(Extracted information begins)

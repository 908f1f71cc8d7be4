use std::collections::BTreeMap;

use proptest::prelude::*;

use crate::rbtree::RbTree;

#[derive(Clone, Debug)]
enum Op {
    Insert(i16),
    Remove(i16),
    EraseMin,
    EraseMax,
}

fn op_strategy() -> impl Strategy<Value = Op> {
    prop_oneof![
        3 => (0_i16..64).prop_map(Op::Insert),
        2 => (0_i16..64).prop_map(Op::Remove),
        1 => Just(Op::EraseMin),
        1 => Just(Op::EraseMax),
    ]
}

// drop one occurrence of key from the multiset model.
fn take_one(model: &mut BTreeMap<i16, usize>, key: i16) -> Option<i16> {
    let count = model.get_mut(&key)?;
    *count -= 1;
    if *count == 0 {
        model.remove(&key);
    }
    Some(key)
}

fn flatten(model: &BTreeMap<i16, usize>) -> Vec<i16> {
    model
        .iter()
        .flat_map(|(key, count)| std::iter::repeat(*key).take(*count))
        .collect()
}

proptest! {
    #[test]
    fn ops_keep_invariants(ops in prop::collection::vec(op_strategy(), 0..200)) {
        let mut tree: RbTree<i16> = RbTree::new("prop-rbtree").unwrap();
        let mut model: BTreeMap<i16, usize> = BTreeMap::new();

        for op in ops {
            match op {
                Op::Insert(key) => {
                    let node = tree.insert(key).unwrap();
                    prop_assert_eq!(tree.key(node), Some(&key));
                    *model.entry(key).or_insert(0) += 1;
                }
                Op::Remove(key) => {
                    let expected = take_one(&mut model, key);
                    prop_assert_eq!(tree.remove(&key), expected);
                }
                Op::EraseMin => {
                    let expected = model.keys().next().cloned();
                    let got = tree.min().map(|node| tree.erase(node).unwrap());
                    prop_assert_eq!(got, expected);
                    if let Some(key) = expected {
                        take_one(&mut model, key);
                    }
                }
                Op::EraseMax => {
                    let expected = model.keys().next_back().cloned();
                    let got = tree.max().map(|node| tree.erase(node).unwrap());
                    prop_assert_eq!(got, expected);
                    if let Some(key) = expected {
                        take_one(&mut model, key);
                    }
                }
            }
            prop_assert!(tree.validate().is_ok());
        }

        let expected = flatten(&model);
        prop_assert_eq!(tree.len(), expected.len());
        prop_assert_eq!(tree.to_vec(expected.len()), expected.clone());

        let stats = tree.stats();
        prop_assert_eq!(stats.allocs() - stats.frees(), expected.len());
        prop_assert_eq!(tree.destroy(), expected.len());
    }

    #[test]
    fn export_truncates_at_capacity(
        keys in prop::collection::vec(any::<i32>(), 0..100),
        capacity in 0_usize..120,
    ) {
        let tree = RbTree::load_from("prop-rbtree", keys.iter().cloned()).unwrap();
        let mut sorted = keys.clone();
        sorted.sort();
        sorted.truncate(capacity);

        prop_assert_eq!(tree.to_vec(capacity), sorted.clone());

        let mut dst = vec![0_i32; capacity];
        let n = tree.to_array(&mut dst);
        prop_assert_eq!(n, sorted.len());
        prop_assert_eq!(&dst[..n], &sorted[..]);
    }
}
//! Red-black tree index, holding totally ordered keys with logarithmic
//! insert, find, erase, min and max.
//!
//! ```
//! use rbtree_index::RbTree;
//!
//! let mut tree: RbTree<i64> = RbTree::new("example").unwrap();
//! for key in [5, 3, 8, 1, 4, 7, 9].iter() {
//!     tree.insert(*key).unwrap();
//! }
//! let min = tree.min().unwrap();
//! assert_eq!(tree.key(min), Some(&1));
//! assert_eq!(tree.erase(min), Ok(1));
//! assert_eq!(tree.to_vec(10), vec![3, 4, 5, 7, 8, 9]);
//! ```

mod depth;
mod error;
mod rbtree;

pub use crate::depth::Depth;
pub use crate::error::Error;
pub use crate::rbtree::{NodeRef, RbTree, Stats};

#[cfg(test)]
mod prop_test;
use std::collections::TryReserveError;

use thiserror::Error;

/// Error enumerates over all possible errors that this package
/// shall return.
#[derive(Debug, Error, PartialEq)]
pub enum Error<K> {
    /// Arena could not grow to hold a new node or the sentinel.
    #[error("allocation failed: {0}")]
    Allocation(#[from] TryReserveError),
    /// Node reference does not belong to this tree, or was already erased.
    #[error("invalid node reference")]
    InvalidNode,
    /// Fatal case, root must always be black.
    #[error("root node is red")]
    RedRoot,
    /// Fatal case, a red node has a red child.
    #[error("consecutive red nodes")]
    ConsecutiveReds,
    /// Fatal case, black-height differs between sibling subtrees. The String
    /// component of this variant can be used for debugging.
    #[error("unbalanced blacks, {0}")]
    UnbalancedBlacks(String),
    /// Fatal case, index entries are not in sort-order.
    #[error("sort error, {0:?} placed before {1:?}")]
    SortError(K, K),
    /// Fatal case, parent and child links disagree.
    #[error("broken link, {0}")]
    BrokenLink(String),
    /// Fatal case, number of reachable nodes differs from the entry count.
    #[error("count mismatch, expected {expected} found {found}")]
    CountMismatch { expected: usize, found: usize },
}
impl<K> Node<K> {
    fn new(key: K) -> Node<K> {
        Node {
            key: Some(key),
            black: false,
            parent: SENTINEL,
            left: SENTINEL,
            right: SENTINEL,
            generation: 0,
        }
    }

    fn sentinel() -> Node<K> {
        Node {
            key: None,
            black: true,
            parent: SENTINEL,
            left: SENTINEL,
            right: SENTINEL,
            generation: 0,
        }
    }

    // revive a free slot as a fresh red node.
    fn reuse(&mut self, key: K) {
        self.key = Some(key);
        self.black = false;
        self.parent = SENTINEL;
        self.left = SENTINEL;
        self.right = SENTINEL;
    }

    fn release(&mut self) -> Option<K> {
        let key = self.key.take()?;
        self.generation = self.generation.wrapping_add(1);
        self.black = true;
        self.parent = SENTINEL;
        self.left = SENTINEL;
        self.right = SENTINEL;
        Some(key)
    }
}

/// Statistics on [`RbTree`]. Serves two purpose:
///
/// * To get partial but quick statistics via [`RbTree::stats`] method.
/// * To get full statisics via [`RbTree::validate`] method.
#[derive(Default, Debug)]
pub struct Stats {
    entries: usize, // number of entries in the tree.
    node_size: usize,
    slots: usize,
    free_slots: usize,
    allocs: usize,
    frees: usize,
    blacks: Option<usize>,
    depths: Option<Depth>,
}

impl Stats {
    fn new(entries: usize, node_size: usize) -> Stats {
        Stats {
            entries,
            node_size,
            ..Default::default()
        }
    }

    #[inline]
    fn set_arena(&mut self, slots: usize, free_slots: usize) {
        self.slots = slots;
        self.free_slots = free_slots;
    }

    #[inline]
    fn set_lifetime(&mut self, allocs: usize, frees: usize) {
        self.allocs = allocs;
        self.frees = frees;
    }

    #[inline]
    fn set_blacks(&mut self, blacks: usize) {
        self.blacks = Some(blacks)
    }

    #[inline]
    fn set_depths(&mut self, depths: Depth) {
        self.depths = Some(depths)
    }

    fn sample_depth(&mut self, depth: usize) {
        if let Some(depths) = self.depths.as_mut() {
            depths.sample(depth)
        }
    }

    /// Return number entries in [`RbTree`] instance.
    #[inline]
    pub fn entries(&self) -> usize {
        self.entries
    }

    /// Return node-size, including over-head for `RbTree<K>`. Although
    /// the node overhead is constant, the node size varies based on
    /// key type. EG:
    ///
    /// ```
    /// use rbtree_index::RbTree;
    /// let tree: RbTree<u64> = RbTree::new("myinstance").unwrap();
    ///
    /// // size of key: 8 bytes, plus links, color and generation.
    /// assert!(tree.stats().node_size() > 32);
    /// ```
    #[inline]
    pub fn node_size(&self) -> usize {
        self.node_size
    }

    /// Return number of arena slots, including the sentinel and free slots.
    #[inline]
    pub fn slots(&self) -> usize {
        self.slots
    }

    /// Return number of arena slots waiting to be reused.
    #[inline]
    pub fn free_slots(&self) -> usize {
        self.free_slots
    }

    /// Return number of nodes allocated over the life of the instance.
    #[inline]
    pub fn allocs(&self) -> usize {
        self.allocs
    }

    /// Return number of nodes freed over the life of the instance.
    #[inline]
    pub fn frees(&self) -> usize {
        self.frees
    }

    /// Return number of black nodes from root to leaf, on both left
    /// and right child.
    #[inline]
    pub fn blacks(&self) -> Option<usize> {
        self.blacks
    }

    /// Return [`Depth`] statistics.
    pub fn depths(&self) -> Option<Depth> {
        self.depths.as_ref().filter(|d| d.samples() > 0).cloned()
    }
}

(Extracted information ends)

### What to produce:
The reply should hold only the lines from the beginning of the listing above through the line with "let count = model.get_mut(&key)?;", each one written exactly as it appears.

### Result:
repository 908f1f71cc8d7be4
use std::collections::BTreeMap;

use proptest::prelude::*;

use crate::rbtree::RbTree;

#[derive(Clone, Debug)]
enum Op {
    Insert(i16),
    Remove(i16),
    EraseMin,
    EraseMax,
}

fn op_strategy() -> impl Strategy<Value = Op> {
    prop_oneof![
        3 => (0_i16..64).prop_map(Op::Insert),
        2 => (0_i16..64).prop_map(Op::Remove),
        1 => Just(Op::EraseMin),
        1 => Just(Op::EraseMax),
    ]
}

// drop one occurrence of key from the multiset model.
fn take_one(model: &mut BTreeMap<i16, usize>, key: i16) -> Option<i16> {
    let count = model.get_mut(&key)?;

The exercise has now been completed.